## [PROBLEM DESCRIPTION]
Your task is to copy each line of the material that holds the word "DashboardRepository".

## [DATASET EXCERPTS]

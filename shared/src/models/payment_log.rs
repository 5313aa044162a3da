//! Payment Log Model

use rust_decimal::Decimal;
use serde::{Deserialize, Serialize};

/// What the payment bought
#[derive(Debug, Clone, Copy, PartialEq, Eq, Serialize, Deserialize)]
#[serde(rename_all = "lowercase")]
pub enum PaymentCategory {
    Membership,
    Product,
}

/// Immutable payment record (append-only)
///
/// Category-specific reference fields: plan_* for membership payments,
/// product_* for product payments; the other pair stays None.
#[derive(Debug, Clone, Serialize, Deserialize)]
pub struct PaymentLogEntry {
    pub member_id: String,
    pub name: String,
    pub category: PaymentCategory,
    pub amount: Decimal,
    pub timestamp: i64,
    #[serde(default, skip_serializing_if = "Option::is_none")]
    pub plan_id: Option<String>,
    #[serde(default, skip_serializing_if = "Option::is_none")]
    pub plan_name: Option<String>,
    #[serde(default, skip_serializing_if = "Option::is_none")]
    pub product_id: Option<String>,
    #[serde(default, skip_serializing_if = "Option::is_none")]
    pub product_name: Option<String>,
}
//! Payments API 模块

mod handler;

use axum::{
    Router,
    routing::{get, post},
};

use crate::core::ServerState;

pub fn router() -> Router<ServerState> {
    Router::new().nest("/api/payments", routes())
}

fn routes() -> Router<ServerState> {
    Router::new()
        .route("/membership", post(handler::pay_membership))
        .route("/product", post(handler::pay_product))
        .route("/history", get(handler::history))
        .route("/plans", get(handler::list_plans))
        .route("/products", get(handler::list_products))
}
//! Statistics Aggregator
//!
//! Full recompute of the dashboard counters from the session log — not an
//! incremental counter, so it is idempotent and safe to retry or run out
//! of order relative to the toggle that triggered it. The O(sessions)
//! scan is the accepted ceiling: the log is append-only and never pruned.

use chrono_tz::Tz;

use crate::db::repository::{DashboardRepository, RepoResult};
use crate::utils::time;
use shared::models::DashboardStats;

#[derive(Clone)]
pub struct StatsAggregator {
    dashboard: DashboardRepository,
    tz: Tz,
}

impl StatsAggregator {
    pub fn new(dashboard: DashboardRepository, tz: Tz) -> Self {
        Self { dashboard, tz }
    }

    /// Recompute and persist `active_members` and `daily_activity`, plus
    /// today's `activity_per_day` history entry.
    pub async fn recompute(&self) -> RepoResult<DashboardStats> {
        let dashboard = self.dashboard.load().await?;
        let today = time::local_today(self.tz);

        let active_members = dashboard.sessions.values().filter(|s| s.is_open()).count();
        let daily_activity = dashboard
            .sessions
            .values()
            .filter(|s| {
                time::millis_to_local_date(s.entry, self.tz) == today
                    || s
                        .exit
                        .is_some_and(|exit| time::millis_to_local_date(exit, self.tz) == today)
            })
            .count();

        let stats = DashboardStats {
            active_members: active_members as u32,
            daily_activity: daily_activity as u32,
        };
        self.dashboard
            .write_stats(&stats, &time::date_key(today), shared::util::now_millis())
            .await?;
        Ok(stats)
    }

    /// Background variant: statistics are best-effort, a store failure is
    /// logged and swallowed instead of failing the triggering request.
    pub async fn recompute_best_effort(&self) {
        if let Err(e) = self.recompute().await {
            tracing::warn!(error = %e, "dashboard stats recompute failed");
        }
    }
}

## [EXERCISE ANSWER]
use crate::db::repository::{DashboardRepository, RepoResult};
    dashboard: DashboardRepository,
    pub fn new(dashboard: DashboardRepository, tz: Tz) -> Self {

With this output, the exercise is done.